Technology alone will not put traditional advisors at risk, but poor technology combined with a poor business model surely will. So who is most at risk? Those who define themselves primarily as investment managers. Those who charge 100 basis points or more primarily for asset allocation services are going to come under pressure, since a number of robo-advisors charge 25 basis points or less—and WiseBanyan provides asset allocation for free, with no trading costs (outside its premium services.) I would argue that asset allocation services are becoming commoditized. If I’m right, superior technology and efficiencies will drive profitability in this sector in the future.

Many advisors will argue, as I do, that human advisors are worth a premium for the personal advice and service they provide. But there is no doubt that the low cost of robo-advisors will put additional pressure on margins, and advisors will need to be able to justify the fees they charge. Most advisors do offer behavioral finance guidance to clients, and that advice has value. The question going forward is: How much are clients willing to pay for it? We are about to find out. I suspect the premium will fall somewhere between what advisors typically charge and what robo-advisors charge for the service.

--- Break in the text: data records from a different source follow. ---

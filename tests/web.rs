//! Browser tests, run with `wasm-pack test --headless --firefox`.
#![cfg(target_arch = "wasm32")]

use geoportal::auth::{is_authenticated, AuthSession, LocalStorageStore, SessionStore, UserProfile};
use geoportal::config::PortalConfig;
use geoportal::controls::ControlPanel;
use geoportal::layers::{Basemap, LayerRole, LayerSet};
use wasm_bindgen_test::*;

wasm_bindgen_test_configure!(run_in_browser);

#[wasm_bindgen_test]
fn test_config_defaults_without_page_block() {
    assert_eq!(PortalConfig::load(), PortalConfig::default());
}

#[wasm_bindgen_test]
fn test_local_storage_session_roundtrip() {
    let store = LocalStorageStore;
    store.clear();
    assert!(store.load().is_none());

    let session = AuthSession {
        access_token: "token-123".to_string(),
        user: UserProfile {
            id: 7,
            username: "alice".to_string(),
            email: "alice@example.com".to_string(),
            is_active: true,
            ..UserProfile::default()
        },
    };
    store.save(&session).unwrap();
    assert!(is_authenticated(&store));
    assert_eq!(store.load(), Some(session));

    store.clear();
    assert!(!is_authenticated(&store));
}

#[wasm_bindgen_test]
fn test_anonymous_access_locks_layers() {
    let mut layers = LayerSet::from_config(&PortalConfig::default());
    let mut controls = ControlPanel::new();
    controls.bind(&layers);

    controls.apply_access(true, &mut layers);
    controls.toggle(LayerRole::Railway, true, &mut layers);
    assert!(layers.is_visible(LayerRole::Railway));

    controls.apply_access(false, &mut layers);
    assert!(!layers.is_visible(LayerRole::Railway));
    assert_eq!(controls.basemap(), Basemap::Osm);
}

On a more positive note, as technology improves and efficiency improves, the industry as a whole (both humans and robo-advisors) should have a much larger market to serve. There are millions of Americans who could benefit from professional advice; in the future, more of them will have access to it.

Financial Planning
In most cases, financial advisors offer much more than asset allocation services and investment advice. They also offer risk management, retirement planning, estate planning and tax planning. It’s called financial planning. It provides significant value, and it is worth paying for. It has not been commoditized, and successful firms in the future will be those that really offer it, instead of just paying lip service to it.

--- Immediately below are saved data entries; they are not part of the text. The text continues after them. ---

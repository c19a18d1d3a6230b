use yew::prelude::*;

use super::popup::Popup;
use crate::identify::PopupModel;

/// Where the map is in its startup sequence.
#[derive(Debug, Clone, PartialEq)]
pub enum MapStatus {
    Checking,
    /// The probe failed; the map is never built.
    Unreachable(String),
    Loading,
    Ready,
}

/// Props for the map area
#[derive(Properties, PartialEq)]
pub struct MapViewProps {
    /// Container the map is created in
    pub map_ref: NodeRef,

    /// Element bound as the identify popup overlay
    pub popup_ref: NodeRef,

    pub status: MapStatus,

    /// "Scale: 1:N" footer text
    #[prop_or_default]
    pub scale: Option<String>,

    #[prop_or_default]
    pub popup: Option<PopupModel>,

    #[prop_or_default]
    pub on_popup_close: Callback<()>,
}

/// Map container with the startup banner, the popup element and the scale footer.
#[function_component(MapView)]
pub fn map_view(props: &MapViewProps) -> Html {
    let banner = match &props.status {
        MapStatus::Checking => Some(("text-gray-700", "Checking connection to GeoServer…".to_string())),
        MapStatus::Loading => Some(("text-gray-700", "Loading map…".to_string())),
        MapStatus::Unreachable(message) => Some(("text-red-600", message.clone())),
        MapStatus::Ready => None,
    };

    html! {
        <div class="relative flex-1">
            <div id="map" ref={props.map_ref.clone()} class="absolute inset-0" />

            if let Some((color, text)) = banner {
                <div
                    id="map-loading"
                    class="absolute inset-0 z-40 flex items-center justify-center bg-white/80"
                >
                    <div class={classes!("max-w-md", "p-4", "text-center", "text-sm", "font-medium", color)}>
                        {text}
                    </div>
                </div>
            }

            // the map moves the popup into its overlay layer; the wrapper keeps
            // the element's position among siblings stable
            <div>
                <Popup
                    node_ref={props.popup_ref.clone()}
                    model={props.popup.clone()}
                    on_close={props.on_popup_close.clone()}
                />
            </div>

            if let Some(scale) = &props.scale {
                <div
                    id="scale-value"
                    class="absolute bottom-2 right-2 z-30 px-2 py-1 bg-white/90 rounded text-xs text-gray-700"
                >
                    {scale.clone()}
                </div>
            }
        </div>
    }
}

I see a couple of issues with financial planning and technology. None of them are insurmountable, but the industry will need to make some adjustments. One is that even firms offering financial planning usually tie their compensation to AUM. If our real value proposition is planning, will clients start asking why they are paying a percentage of AUM instead of a fee? I’m not sure, but it is worth pondering.

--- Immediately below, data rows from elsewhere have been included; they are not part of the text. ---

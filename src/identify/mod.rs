mod feature_info;

pub use feature_info::*;

use gloo::net::http::Request;

use crate::error::{PortalError, Result};
use crate::layers::{FeatureInfoParams, LayerRole, LayerSet};
use crate::map::{ListenerKey, MapEngine};
use crate::types::MapClick;

/// A GetFeatureInfo request chosen for one click.
#[derive(Debug, Clone, PartialEq)]
pub struct IdentifyQuery {
    pub role: LayerRole,
    pub title: String,
    pub url: String,
}

/// Pick the single layer to query: the first visible WMS layer, in identify
/// order, whose source can build a request for the click.
pub fn plan_query(layers: &LayerSet, click: &MapClick, engine: &dyn MapEngine) -> Option<IdentifyQuery> {
    let params = FeatureInfoParams::default();
    layers.visible_queryable().into_iter().find_map(|layer| {
        let url = engine.feature_info_url(layer.role, click, &params)?;
        Some(IdentifyQuery {
            role: layer.role,
            title: layer.title.clone(),
            url,
        })
    })
}

/// Plan the request for a click. When no layer answers the popup is hidden
/// and nothing is sent.
pub fn begin_identify(layers: &LayerSet, click: &MapClick, engine: &dyn MapEngine) -> Option<IdentifyQuery> {
    let query = plan_query(layers, click, engine);
    match &query {
        Some(query) => log::debug!("GetFeatureInfo {}", query.url),
        None => {
            log::debug!("No visible layer can be identified at this point");
            engine.set_popup_position(None);
        }
    }
    query
}

/// Popup content for a feature-info answer. Failures are logged and, like
/// an empty answer, give no popup.
pub fn popup_for(query: &IdentifyQuery, answer: Result<FeatureCollection>) -> Option<PopupModel> {
    match answer {
        Ok(collection) => PopupModel::from_collection(&query.title, &collection),
        Err(e) => {
            log::error!("Failed to fetch feature info for {}: {e}", query.role.id());
            None
        }
    }
}

/// Anchor the popup at the click when the answer has content, hide it otherwise.
pub fn finish_identify(
    engine: &dyn MapEngine,
    query: &IdentifyQuery,
    click: &MapClick,
    answer: Result<FeatureCollection>,
) -> Option<PopupModel> {
    let model = popup_for(query, answer);
    engine.set_popup_position(model.as_ref().map(|_| click.coordinate));
    model
}

/// GET a feature-info URL and parse the GeoJSON answer.
pub async fn fetch_feature_info(url: &str) -> Result<FeatureCollection> {
    let response = Request::get(url).send().await?;
    if !response.ok() {
        return Err(PortalError::Http {
            status: response.status(),
            url: url.to_string(),
        });
    }
    Ok(response.json::<FeatureCollection>().await?)
}

/// Toolbar state of the identify button.
#[derive(Debug, Default)]
pub struct IdentifyTool {
    listener: Option<ListenerKey>,
}

impl IdentifyTool {
    pub fn new() -> Self {
        Self::default()
    }

    pub fn is_active(&self) -> bool {
        self.listener.is_some()
    }

    /// Flip the tool. Activation registers `handler` as the one click
    /// listener; deactivation removes it and hides the popup.
    pub fn toggle(&mut self, engine: &dyn MapEngine, handler: Box<dyn FnMut(MapClick)>) -> bool {
        match self.listener.take() {
            Some(key) => {
                engine.unlisten(key);
                engine.set_popup_position(None);
                log::debug!("Identify tool deactivated");
                false
            }
            None => {
                self.listener = Some(engine.listen_single_click(handler));
                log::debug!("Identify tool activated");
                true
            }
        }
    }
}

The pricing structure of financial planning software also causes me to wonder about how professionals value it. I know firms that are spending tens of thousands of dollars, or more, for portfolio management and trading software. They are typically willing to pay only $500 to $1,500 per year for financial planning software. If the planning is the real value we provide, isn’t there some sort of imbalance here?

It may be difficult to discern from the tenor of this article, but I’m bullish on planning and planning software. I think a lot more financial service professionals are going to be offering planning services in the future, and in many cases they are going to be offering it at more competitive price points. That’s good for the firms producing the software, it’s good for the industry, and it is good for the public at large.

I just worry that many of my friends and colleagues are currently a little bit too complacent.

There is a tremendous need for professional financial advice, and the technology now exists to deliver it to a much larger audience at a reduced cost. If advisors are to prosper in the future, they will need to invest in the better technology in order to compete with robo-advisors as well as each other. Those that do will have an unprecedented opportunity to prosper. As for those who don’t, let’s just say that I hope they have been fully funding their retirement accounts.